Something I have never heard anyone mention in regards to the gender pay gap is the fact that 70-80% of job openings are never posted publicly and are instead filled through networking and word-of-mouth. We have no idea how many job opportunities people under the misogyny umbrella are missing out on. This includes not only women (cis and trans!) but also multiple categories of trans people that get misgendered as women. I went through this recently when a friend offered me a job at his company and even offered to pay me to train for the position. Soon after his girlfiend got jealous and he blocked me to appease her. The offer that had been mine went to a mutual guy friend instead. I lost that job offer explicitly because I am assigned female at birth. Sure, its anecdotal, but that's my point. We have no idea how often job offers are given to cis men, when others aren't even getting the chance to interview.

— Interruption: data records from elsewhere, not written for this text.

// SPDX-License-Identifier: PMPL-1.0-or-later
// Copyright (c) 2026 Jonathan D.A. Jewell (hyperpolymath) <jonathan.jewell@open.ac.uk>
//
// Image decoding: intrinsic dimensions for layout, full pixels for encoding.

use std::io::Cursor;

use image::{ImageReader, RgbImage};
use pagewerk_core::error::{PagewerkError, Result};
use pagewerk_core::{Dimensions, ImageId};
use tracing::{debug, instrument};

/// Source of intrinsic image dimensions.
///
/// Called on tokio's blocking pool, one call per image, possibly many at
/// once.
pub trait ImageDecoder: Send + Sync + 'static {
    /// Decode enough of `data` to know its pixel size.
    fn dimensions(&self, id: ImageId, data: &[u8]) -> Result<Dimensions>;
}

/// Decoder backed by the `image` crate. Only reads the header.
#[derive(Debug, Clone, Copy, Default)]
pub struct ImageCrateDecoder;

impl ImageDecoder for ImageCrateDecoder {
    #[instrument(skip(self, data), fields(data_len = data.len()))]
    fn dimensions(&self, id: ImageId, data: &[u8]) -> Result<Dimensions> {
        let reader = ImageReader::new(Cursor::new(data))
            .with_guessed_format()
            .map_err(|err| decode_failure(id, err))?;
        let (width, height) = reader.into_dimensions().map_err(|err| decode_failure(id, err))?;
        debug!(%id, width, height, "Image dimensions read");
        Ok(Dimensions::new(width, height))
    }
}

/// Fully decode `data` into 8-bit RGB pixels.
pub fn decode_rgb8(id: ImageId, data: &[u8]) -> Result<RgbImage> {
    let image = image::load_from_memory(data).map_err(|err| decode_failure(id, err))?;
    Ok(image.to_rgb8())
}

fn decode_failure(id: ImageId, err: impl std::fmt::Display) -> PagewerkError {
    PagewerkError::DecodeFailure {
        id,
        detail: err.to_string(),
    }
}

#[cfg(test)]
pub(crate) mod tests {
    use super::*;
    use image::{DynamicImage, ImageFormat};

    /// Encode a blank image of the given size in `format`.
    pub(crate) fn encoded_image(width: u32, height: u32, format: ImageFormat) -> Vec<u8> {
        let mut buffer = Vec::new();
        DynamicImage::new_rgb8(width, height)
            .write_to(&mut Cursor::new(&mut buffer), format)
            .unwrap();
        buffer
    }

    #[test]
    fn reads_png_dimensions() {
        let data = encoded_image(40, 30, ImageFormat::Png);
        let dims = ImageCrateDecoder.dimensions(ImageId(1), &data).unwrap();
        assert_eq!(dims, Dimensions::new(40, 30));
    }

    #[test]
    fn reads_jpeg_dimensions() {
        let data = encoded_image(12, 20, ImageFormat::Jpeg);
        let dims = ImageCrateDecoder.dimensions(ImageId(1), &data).unwrap();
        assert_eq!(dims, Dimensions::new(12, 20));
    }

    #[test]
    fn garbage_is_a_decode_failure() {
        let err = ImageCrateDecoder
            .dimensions(ImageId(9), b"definitely not an image")
            .unwrap_err();
        assert!(matches!(err, PagewerkError::DecodeFailure { id: ImageId(9), .. }));
    }

    #[test]
    fn rgb8_keeps_pixel_size() {
        let data = encoded_image(5, 7, ImageFormat::Png);
        let rgb = decode_rgb8(ImageId(1), &data).unwrap();
        assert_eq!((rgb.width(), rgb.height()), (5, 7));
    }
}
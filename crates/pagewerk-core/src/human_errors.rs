// SPDX-License-Identifier: PMPL-1.0-or-later
// Copyright (c) 2026 Jonathan D.A. Jewell (hyperpolymath) <jonathan.jewell@open.ac.uk>
//
// Human-readable error messages for the status banner.
//
// Every technical error is mapped to plain English with a clear suggestion.
// Severity drives how the UI presents the banner.

use crate::error::PagewerkError;

/// Severity of an error from the user's perspective.
#[derive(Debug, Clone, Copy, PartialEq, Eq)]
pub enum Severity {
    /// Trying again may well work.
    Transient,
    /// The user must change something first (remove an image, add one).
    ActionRequired,
    /// Retrying the same input will fail the same way.
    Permanent,
}

/// A human-readable error with plain English message and actionable suggestion.
#[derive(Debug, Clone)]
pub struct HumanError {
    /// Plain English summary (shown as a heading).
    pub message: String,
    /// What the user should try (shown as body text).
    pub suggestion: String,
    /// Whether offering a "try again" button makes sense.
    pub retriable: bool,
    /// Severity level (drives icon/colour in UI).
    pub severity: Severity,
}

/// Convert a `PagewerkError` into a `HumanError` for the status banner.
pub fn humanize_error(err: &PagewerkError) -> HumanError {
    match err {
        PagewerkError::InvalidImage { id, width, height } => HumanError {
            message: "One of the images is empty.".into(),
            suggestion: format!(
                "Image {id} reports a size of {width}x{height} pixels. Remove it from the list and add the file again."
            ),
            retriable: false,
            severity: Severity::ActionRequired,
        },

        PagewerkError::DecodeFailure { id, .. } => HumanError {
            message: "We couldn't read one of the images.".into(),
            suggestion: format!(
                "Image {id} may be damaged or in an unusual format. Remove it, or save it as a JPEG or PNG and add it again."
            ),
            retriable: false,
            severity: Severity::ActionRequired,
        },

        PagewerkError::EncodeFailure(_) => HumanError {
            message: "Error creating PDF.".into(),
            suggestion: "Please try again. If it keeps failing, try with fewer or smaller images.".into(),
            retriable: true,
            severity: Severity::Transient,
        },

        PagewerkError::NothingToConvert => HumanError {
            message: "There's nothing to convert yet.".into(),
            suggestion: "Add at least one image, then convert.".into(),
            retriable: false,
            severity: Severity::ActionRequired,
        },

        PagewerkError::InvalidMargin {
            page_width,
            page_height,
            ..
        } => HumanError {
            message: "The page margin doesn't fit the page.".into(),
            suggestion: format!(
                "Use a margin of at least 0mm and less than half of the {}mm page side.",
                page_width.min(*page_height)
            ),
            retriable: false,
            severity: Severity::ActionRequired,
        },

        PagewerkError::Io(io_err) => {
            if io_err.kind() == std::io::ErrorKind::PermissionDenied {
                HumanError {
                    message: "The PDF couldn't be saved there.".into(),
                    suggestion: "Choose a different folder and try again.".into(),
                    retriable: false,
                    severity: Severity::ActionRequired,
                }
            } else {
                HumanError {
                    message: "There was a problem saving the PDF.".into(),
                    suggestion: "Try again. If this keeps happening, your storage may be full.".into(),
                    retriable: true,
                    severity: Severity::Transient,
                }
            }
        }

        PagewerkError::Serialization(_) => HumanError {
            message: "The export settings couldn't be read.".into(),
            suggestion: "Reset the settings to their defaults and try again.".into(),
            retriable: false,
            severity: Severity::Permanent,
        },
    }
}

THIS VIDEO IS 100% PROPAGANDA!!!!!!! THIS VIDEO IS A STRAWMAN ARGUMENT WHICH IS CREATING A FALSE ARGUMENT THAT JORDAN PETERSON NEVER MADE!!!!!!!!!!!! FEMINISTS CLAIM THAT THE "SEX PAY GAP" EXISTS """"BECAUSE"""" OF DESCRIMINATION!!!!!!!!!!!! JORDAN PETERSON STATED THAT THE ""SEX PAY GAP"" DPES """"NOT"""" EXIST """"BECAUSE"""" OF """"SEX DISCRIMINATION""""!!!!!!!!!!!! THE PREMISE WAS NOT THE "EXISTENCE OR NON-EXISTENCE" OF THE ""SEX PAY GAP""!!!!!!!!!!! THE PREMISE WAS THE """"REASON(S)"""" FOR THE ""SEX PAY GAP"" EXISTING IN THE FIRST PLACE!!!!!!!!!!! JORDAN PETERSON PROVED THAT THE EXISTENCE OF THE ""SEX PAY GAP"" HAS ABSOLUTELY NOTHING TO DO WITH """"SEX DISCRIMINATION"""" IN AND OF ITSELF; AND IS ENTIRELY, 100%, DUE TO DIFFERENT CAUSAL FACTORS!!!!!!!!!!!! WHICH HAS """"ABSOLUTELY NOTHING"""" TO DO WITH """"DISCRIMINATION ON THE BASIS OF SEX""""!!!!!!!!!!!!! :D :D
That isnt discrimination thats just your friends girlfriend being a bitch
You can just say women and femmes. ''AFAB nonbinary'' is itself pointless to specify outside of medical scenarios. Or women and people that society views as women (which applies to some non-passing trans guys as well who may also be discriminated)
@@ataready8810 (Note, this comment and the comment I am responding to no longer make sense because of edits I made to my original comment. My original comment said "women and AFAB non-binary people" and I have since edited it as response to the conversation that follows.)
I am AFAB non-binary and I chose to use that language for a reason. Not all AFAB non-binary people are femme, so it doesn't make sense to use those terms as synonyms. I am not femme, but when I am misgendered I am misgendered as a woman. I therefore experience misogyny because I am AFAB. I wish me being AFAB was only relevant in medical contexts but that's just not true, it is very relevant in the context of misogyny.
You are right that I should have just said AFAB people though, since I did forget to include trans men that don't pass or who are in the closet. That was a mistake, I just remembered AFAB non-binary people because I am one. I will edit my comment accordingly.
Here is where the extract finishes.